▸ **What the exercise asks**:
Look through the listing below and report how many lines contain "chart", as a bare number.

▸ **Exercise material**:
______
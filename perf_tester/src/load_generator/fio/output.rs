//!
//! The fio JSON output.
//!

use perf_report::Latency;

use crate::load_generator::measurement::Measurement;
use crate::load_generator::measurement::Statistics;

/// The nanoseconds in a microsecond.
const NANOSECONDS_PER_MICROSECOND: f64 = 1_000.0;

///
/// The fio JSON output.
///
#[derive(Debug, serde::Deserialize)]
pub struct Output {
    /// The fio version string.
    #[serde(rename = "fio version")]
    pub version: String,
    /// The job reports.
    pub jobs: Vec<Job>,
}

///
/// The report of a single job, or of a job group with `--group_reporting`.
///
#[derive(Debug, serde::Deserialize)]
pub struct Job {
    /// The job name.
    #[serde(rename = "jobname")]
    pub name: String,
    /// The read direction.
    pub read: Direction,
    /// The write direction.
    pub write: Direction,
}

///
/// The statistics of one direction.
///
#[derive(Debug, Default, serde::Deserialize)]
pub struct Direction {
    /// Transferred bytes.
    pub io_bytes: u64,
    /// Bandwidth in KiB/s.
    pub bw: f64,
    /// Operations per second.
    pub iops: f64,
    /// The total latency in nanoseconds.
    #[serde(default)]
    pub lat_ns: LatencyNs,
}

///
/// The latency statistics in nanoseconds.
///
#[derive(Debug, Default, serde::Deserialize)]
pub struct LatencyNs {
    /// The minimal latency.
    pub min: f64,
    /// The maximal latency.
    pub max: f64,
    /// The mean latency.
    pub mean: f64,
}

impl Output {
    ///
    /// Parses the output, skipping any warnings fio prints before the JSON object.
    ///
    pub fn parse(stdout: &str) -> anyhow::Result<Self> {
        let start = stdout
            .find('{')
            .ok_or_else(|| anyhow::anyhow!("fio output contains no JSON object"))?;
        let output: Self = serde_json::from_str(&stdout[start..])
            .map_err(|error| anyhow::anyhow!("fio output parsing error: {error}"))?;
        if output.jobs.is_empty() {
            anyhow::bail!("fio output contains no job reports");
        }
        Ok(output)
    }

    ///
    /// Aggregates the job reports.
    ///
    pub fn measurement(&self) -> Measurement {
        Measurement {
            read: Self::aggregate(self.jobs.iter().map(|job| &job.read)),
            write: Self::aggregate(self.jobs.iter().map(|job| &job.write)),
        }
    }

    fn aggregate<'a, I>(directions: I) -> Statistics
    where
        I: Iterator<Item = &'a Direction>,
    {
        let mut statistics = Statistics::default();
        let mut weighted_mean = 0.0;
        let mut min = f64::INFINITY;
        for direction in directions.filter(|direction| direction.iops > 0.0) {
            statistics.iops += direction.iops;
            statistics.bandwidth += direction.bw;
            statistics.io_bytes += direction.io_bytes;
            weighted_mean += direction.lat_ns.mean * direction.iops;
            min = min.min(direction.lat_ns.min);
            statistics.latency.max = statistics.latency.max.max(direction.lat_ns.max);
        }
        if statistics.iops > 0.0 {
            statistics.latency = Latency::new(
                weighted_mean / statistics.iops / NANOSECONDS_PER_MICROSECOND,
                min / NANOSECONDS_PER_MICROSECOND,
                statistics.latency.max / NANOSECONDS_PER_MICROSECOND,
            );
        }
        statistics
    }
}
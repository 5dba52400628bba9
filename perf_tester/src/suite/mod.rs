//!
//! The device-class test suite.
//!

pub mod parameter_source;
pub mod state;

use std::collections::BTreeMap;
use std::path::Path;
use std::path::PathBuf;

use perf_report::DeviceClass;
use perf_report::Document;
use perf_report::DocumentMetadata;
use perf_report::Kind;
use perf_report::PlotEmitter;
use perf_report::Rst;

use crate::error::Error;
use crate::load_generator::LoadGenerator;
use crate::profile::Profile;
use crate::test::context::Context;
use crate::test::parameters::Parameters;
use crate::test::DeviceTest;

use self::parameter_source::ParameterSource;
use self::state::State;

///
/// The test suite of one device class.
///
/// Only kinds valid for the device class are ever held.
///
#[derive(Debug)]
pub struct Suite {
    /// The suite name, which names every output file.
    name: String,
    /// The tested file or device.
    filename: PathBuf,
    /// The output directory.
    directory: PathBuf,
    /// The device class.
    device: DeviceClass,
    /// The run parameters of the current invocation.
    parameters: Parameters,
    /// The run profile.
    profile: Profile,
    /// The tests.
    tests: BTreeMap<Kind, Box<dyn DeviceTest>>,
    /// The emitted figures.
    figures: BTreeMap<Kind, Vec<PathBuf>>,
    /// The run timestamps.
    metadata: DocumentMetadata,
    /// The suite state.
    state: State,
}

impl Suite {
    ///
    /// Creates a suite with an empty test of every valid kind.
    ///
    pub fn new(
        device: DeviceClass,
        name: String,
        filename: PathBuf,
        directory: PathBuf,
        parameters: Parameters,
        profile: Profile,
    ) -> Self {
        let mut suite = Self {
            name,
            filename,
            directory,
            device,
            parameters: parameters.for_device(device),
            profile,
            tests: BTreeMap::new(),
            figures: BTreeMap::new(),
            metadata: DocumentMetadata::default(),
            state: State::Empty,
        };
        suite.populate();
        suite
    }

    ///
    /// Returns the suite name.
    ///
    pub fn name(&self) -> &str {
        self.name.as_str()
    }

    ///
    /// Returns the device class.
    ///
    pub fn device(&self) -> DeviceClass {
        self.device
    }

    ///
    /// Returns the run parameters of the current invocation.
    ///
    pub fn parameters(&self) -> Parameters {
        self.parameters
    }

    ///
    /// Returns the suite state.
    ///
    pub fn state(&self) -> State {
        self.state
    }

    ///
    /// Returns the held kinds in the fixed order.
    ///
    pub fn kinds(&self) -> Vec<Kind> {
        self.tests.keys().copied().collect()
    }

    ///
    /// Returns the test of `kind`.
    ///
    pub fn test(&self, kind: Kind) -> Option<&dyn DeviceTest> {
        self.tests.get(&kind).map(|test| test.as_ref())
    }

    ///
    /// Returns the emitted figures of `kind`.
    ///
    pub fn figures(&self, kind: Kind) -> &[PathBuf] {
        self.figures
            .get(&kind)
            .map(|figures| figures.as_slice())
            .unwrap_or_default()
    }

    ///
    /// Returns the context new tests are created with.
    ///
    pub fn context(&self) -> Context {
        Context::new(
            self.name.clone(),
            self.filename.clone(),
            self.parameters,
            self.profile.clone(),
        )
    }

    ///
    /// Returns the persisted document path.
    ///
    pub fn document_path(&self) -> PathBuf {
        self.output_path(perf_report::EXTENSION_DOCUMENT)
    }

    ///
    /// Returns the summary report path.
    ///
    pub fn summary_path(&self) -> PathBuf {
        self.output_path(perf_report::EXTENSION_REPORT)
    }

    ///
    /// Adds an empty test of every valid kind not held yet.
    ///
    pub fn populate(&mut self) {
        for kind in self.device.valid_kinds().iter().copied() {
            if self.tests.contains_key(&kind) {
                continue;
            }
            if let Some(constructor) = crate::test::constructor(self.device, kind) {
                self.tests.insert(kind, constructor(self.context()));
            }
        }
    }

    ///
    /// Inserts or replaces the test of `kind`.
    ///
    pub fn add_test(&mut self, kind: Kind, test: Box<dyn DeviceTest>) -> Result<(), Error> {
        if !self.device.is_valid(kind) {
            return Err(Error::UnsupportedKind {
                device: self.device,
                kind,
            });
        }
        if test.kind() != kind {
            return Err(Error::KindMismatch {
                expected: kind,
                found: test.kind(),
            });
        }
        self.tests.insert(kind, test);
        Ok(())
    }

    ///
    /// Removes every test and figure.
    ///
    pub fn reset_tests(&mut self) {
        self.tests.clear();
        self.figures.clear();
        self.state = State::Empty;
    }

    ///
    /// Runs every held test in the fixed order, stopping at the first failure.
    ///
    pub fn run_all(&mut self, generator: &mut dyn LoadGenerator) -> anyhow::Result<()> {
        let start = chrono::Utc::now();
        for kind in self.device.valid_kinds().iter() {
            let Some(test) = self.tests.get_mut(kind) else {
                continue;
            };

            tracing::info!("Running the `{kind}` test on {:?}", self.filename);
            test.run(generator)
                .map_err(|error| anyhow::anyhow!("The `{kind}` test: {error}"))?;
            tracing::info!("The `{kind}` test finished");
        }
        self.metadata = DocumentMetadata::new(start, chrono::Utc::now());
        self.state = State::Populated;
        Ok(())
    }

    ///
    /// Builds the persisted document with the fragments in the fixed order.
    ///
    pub fn to_document(&self) -> Result<Document, Error> {
        let mut document = Document::new(self.name.clone(), self.device, self.metadata.clone());
        for kind in self.device.valid_kinds().iter() {
            if let Some(test) = self.tests.get(kind) {
                document.push(test.to_fragment()?);
            }
        }
        Ok(document)
    }

    ///
    /// Writes the persisted document to the output directory.
    ///
    pub fn serialize_all(&self) -> anyhow::Result<PathBuf> {
        let document = self.to_document()?;
        self.create_directory()?;

        let path = self.document_path();
        document.write_to_file(path.as_path())?;
        tracing::info!("Results written to {path:?}");
        Ok(path)
    }

    ///
    /// Replaces the tests with the ones persisted in the output directory.
    ///
    /// Kinds absent from the document are left out.
    ///
    pub fn load_from_document(&mut self, source: ParameterSource) -> Result<(), Error> {
        let path = self.document_path();
        let document = Document::try_from(path.as_path())?;
        if document.name != self.name {
            return Err(Error::SuiteMismatch {
                path,
                expected: self.name.clone(),
                found: document.name,
            });
        }
        if document.device != self.device {
            return Err(Error::DeviceMismatch {
                path,
                expected: self.device,
                found: document.device,
            });
        }
        for kind in document.kinds().into_iter() {
            if !self.device.is_valid(kind) {
                tracing::warn!(
                    "Ignoring the `{kind}` test of {path:?}, unsupported by `{}` suites",
                    self.device
                );
            }
        }

        let mut tests = BTreeMap::new();
        for kind in self.device.valid_kinds().iter().copied() {
            let mut fragments = document.fragments(kind);
            let Some(fragment) = fragments.next() else {
                tracing::debug!("No `{kind}` test in {path:?}");
                continue;
            };
            if fragments.next().is_some() {
                return Err(Error::DuplicateFragment { path, kind });
            }
            let Some(constructor) = crate::test::constructor(self.device, kind) else {
                continue;
            };

            if fragment.filename() != self.filename.as_path() {
                tracing::warn!(
                    "The `{kind}` test of {path:?} was run on {:?}, not {:?}",
                    fragment.filename(),
                    self.filename
                );
            }

            let mut test = constructor(self.context());
            test.from_fragment(fragment.clone(), source)?;
            tests.insert(kind, test);
        }

        self.reset_tests();
        self.tests = tests;
        self.metadata = document.metadata;
        self.state = State::Populated;
        tracing::info!("Results of {:?} loaded from {path:?}", self.kinds());
        Ok(())
    }

    ///
    /// Emits every chart of every held test.
    ///
    pub fn emit_plots(&mut self, emitter: &mut dyn PlotEmitter) -> anyhow::Result<()> {
        self.create_directory()?;
        self.figures.clear();
        for (kind, test) in self.tests.iter() {
            let fragment = test.to_fragment()?;
            for chart in self.device.charts(*kind).iter().copied() {
                let figure =
                    emitter.emit(self.directory.as_path(), self.name.as_str(), chart, &fragment)?;
                self.figures.entry(*kind).or_default().push(figure);
            }
        }
        Ok(())
    }

    ///
    /// Writes the summary report anchored on the IOPS test.
    ///
    /// The IOPS test must have been run or loaded.
    ///
    pub fn emit_summary(&mut self) -> Result<PathBuf, Error> {
        let anchor = self
            .tests
            .get(&Kind::Iops)
            .ok_or_else(|| Error::MissingAnchor {
                suite: self.name.clone(),
            })?;
        anchor.to_fragment()?;

        let mut rst = Rst::default();
        rst.add_title(format!("Performance Test Report: {}", self.name).as_str());
        rst.add_paragraph(
            format!(
                "Generated on {} for the {} device {}.",
                chrono::Utc::now().format("%Y-%m-%d %H:%M:%S UTC"),
                self.device,
                self.filename.to_string_lossy()
            )
            .as_str(),
        );
        rst.add_paragraph(
            format!(
                "Measured from {} to {}.",
                self.metadata.start.format("%Y-%m-%d %H:%M:%S UTC"),
                self.metadata.end.format("%Y-%m-%d %H:%M:%S UTC")
            )
            .as_str(),
        );
        rst.add_setup_info(anchor.setup_info().as_str());

        for kind in self.tests.keys().copied() {
            rst.add_chapter(kind.title());
            if let Some(figure) = self.lead_figure(kind) {
                rst.add_figure(
                    figure.as_path(),
                    format!("{} of {}", kind.title(), self.name).as_str(),
                );
            }
        }

        self.create_directory()?;
        let path = self.summary_path();
        rst.write_to_file(path.as_path())
            .map_err(|error| Error::Writing {
                error,
                path: path.clone(),
            })?;
        self.state = State::Reported;
        tracing::info!("Summary written to {path:?}");
        Ok(path)
    }

    ///
    /// Returns the figure of the first chart of `kind`, relative to the output directory.
    ///
    fn lead_figure(&self, kind: Kind) -> Option<PathBuf> {
        let figure = match self.figures.get(&kind).and_then(|figures| figures.first()) {
            Some(figure) => figure.to_owned(),
            None => {
                let chart = self.device.charts(kind).first()?;
                self.directory.join(format!(
                    "{}.{}",
                    chart.file_stem(self.name.as_str()),
                    perf_report::EXTENSION_FIGURE
                ))
            }
        };
        let relative = figure
            .strip_prefix(self.directory.as_path())
            .ok()
            .map(Path::to_path_buf);
        Some(relative.unwrap_or(figure))
    }

    fn output_path(&self, extension: &str) -> PathBuf {
        self.directory.join(format!("{}.{extension}", self.name))
    }

    fn create_directory(&self) -> Result<(), Error> {
        std::fs::create_dir_all(self.directory.as_path()).map_err(|error| Error::Writing {
            error,
            path: self.directory.clone(),
        })
    }
}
______
▸ **Written response**:
6